Ларсу Беллману сорок с небольшим. Швед с пышной светлой шевелюрой, заядлый курильщик, каждую следующую сигарету прикуривающий от окурка предыдущей. По-немецки он говорит очень быстро и безо всякого акцента.
Им-Дол — длинная улица. Она начинается у Клейаллее и заканчивается у Подбильскиаллее. Дом, на втором этаже которого живет Беллман, стоит в парке со старыми красивыми деревьями, там еще цветут осенние цветы. Гостей Ларс Беллман принял в своей библиотеке. Все стены в ней до самого потолка уставлены книгами. В проеме между двумя книжными шкафами висит литография с картины Брака: четыре белые птицы на голубом фоне. Кресла в комнате обтянуты светло-коричневой кожей. На столе стоит большой чайник-термос с охлажденным чаем, тут же чашки, сахарница и ваза с печеньем. За окном, на ветвях старых деревьев поют птицы. В самом парке уже темновато. По аллеям прохаживаются сотрудники Сондерсена в штатском, некоторые охраняют вход в дом со стороны улицы или сидят в машинах совсем неподалеку.
Когда все трое оказались в доме номер 234 по Им-Долу, Вестен представил Норме и Барски жизнерадостного шведа:
— Это лучший эксперт по вопросам войны и мира из всех мне известных. Знаком с сильными мира сего на Востоке и Западе. И пользуется в равной мере уважением тех и других. Именно он познакомил меня со многими влиятельными людьми, а с самыми крупными из них беседовал один на один. Он расскажет вам всю правду о нынешнем положении в мире. После чего у вас окончательно откроются глаза на смысл происшествия в гамбургском институте, он откроет вам перспективу развития событий. Вы услышите, что ожидает этот мир. С тобой, милая Норма, мы уславливались об этой встрече несколько недель назад. И хорошо, потому что, как я уже сказал, завтра господин Беллман улетает в Пекин. Возникла такая необходимость. И, поверь мне, никто не в состоянии точнее…
Беллман энергично запротестовал:
— Вовсе нет! Это я имел счастье долгие годы быть чем-то вроде ученика господина Вестена! И это к его друзьям мы летали, с его друзьями советовались. Я всего лишь отыскал несколько в высшей степени осведомленных партнеров, которые помогли нам дать оценку нынешней ситуации. А то, что я пытаюсь сейчас вам объяснить, не больше чем итог наших совместных встреч с политиками и военными, советниками по вопросам безопасности и партийными идеологами в Вашингтоне и Москве, которые почти в один голос утверждают…

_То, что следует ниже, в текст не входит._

//! Core types for the task manager.
//!
//! This module provides type-safe wrappers for the domain concepts exposed by
//! the REST API.

pub mod email;
pub mod id;
pub mod role;
pub mod stats;
pub mod task;
pub mod user;

pub use email::{Email, EmailError};
pub use id::*;
pub use role::{Role, RoleError};
pub use stats::DashboardStats;
pub use task::{
    MAX_DESCRIPTION_LENGTH, Task, TaskDraft, TaskOwner, TaskTitle, TaskUpdate, TitleError,
};
pub use user::{UserAccount, UserAccountSummary, UserProfile, UserTasks, UserUpdate};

Они как раз пришли в библиотеку, и Беллман несколько поспешно принялся разливать охлажденный чай — вот и пролил несколько капель на скатерть. Норма поставила на столик диктофон, против чего Беллман не возразил.
Он продолжал:
— Итак, по сути дела, ни одна из супердержав войны не хочет. Более того, они ее боятся. Потому что обе стороны знают: атомная война — это конец света. Да, но если они в равной степени испуганы перспективой войны, то их взаимное недоверие — такая же угроза миру. Это основа основ их отношений. Попытаюсь сыграть перед вами роль американского политика. «Осторожно! — предупреждает он. — Русские преследуют совершенно иные цели, нежели мы! Они хотят мировой революции. Они хотят контролировать весь мир. Мы не верим, что они против войны. Они способны нанести удар в любой момент». Вот он, страх. Страх и недоверие — корни зла. — Беллман был так возбуждён, что даже задохнулся. Норма смотрела на него с восхищением, — «Итак, — говорит американец, — чтобы русские нас не уничтожили, мы постоянно должны быть в полной готовности и вооружаться, вооружаться». При этом, сами понимаете, опасность войны увеличивается…
— Ясно, — кивнул Барски.
— Как будто ясно, правда? А теперь выслушаем русского политика. — Он взял очередную сигарету. Пальцы у него были желтыми от никотина. — «Погодите! — говорит тот. — Эти американцы помешались на идее, что с помощью своей демократии и кока-колы осчастливят мир! Что они — всему миру судья. А наш Советский Союз — империя зла. Президент Рейган знай повторяет эту нелепицу. Разве можем мы поверить американцам, что они не хотят войны? Нет, не можем. Мы видим: они вооружаются, вооружаются и вооружаются. Выходит, они собираются нанести удар — и, по возможности, первыми! Клянусь новгородской Богоматерью, мы в самом деле этого не хотим, но в данном случае у нас нет выбора — мы просто обязаны продолжать гонку вооружений. И быть в полной боевой готовности. Чтобы они не посмели напасть на нас. Более того: если мы почувствуем, что они намерены нанести первый удар, мы должны быть в состоянии опередить их». Ну, разве это не увеличивает опасность войны? А? Пока все понятно?
Норма кивнула.
На лице Беллмана появилась зловещая ухмылка.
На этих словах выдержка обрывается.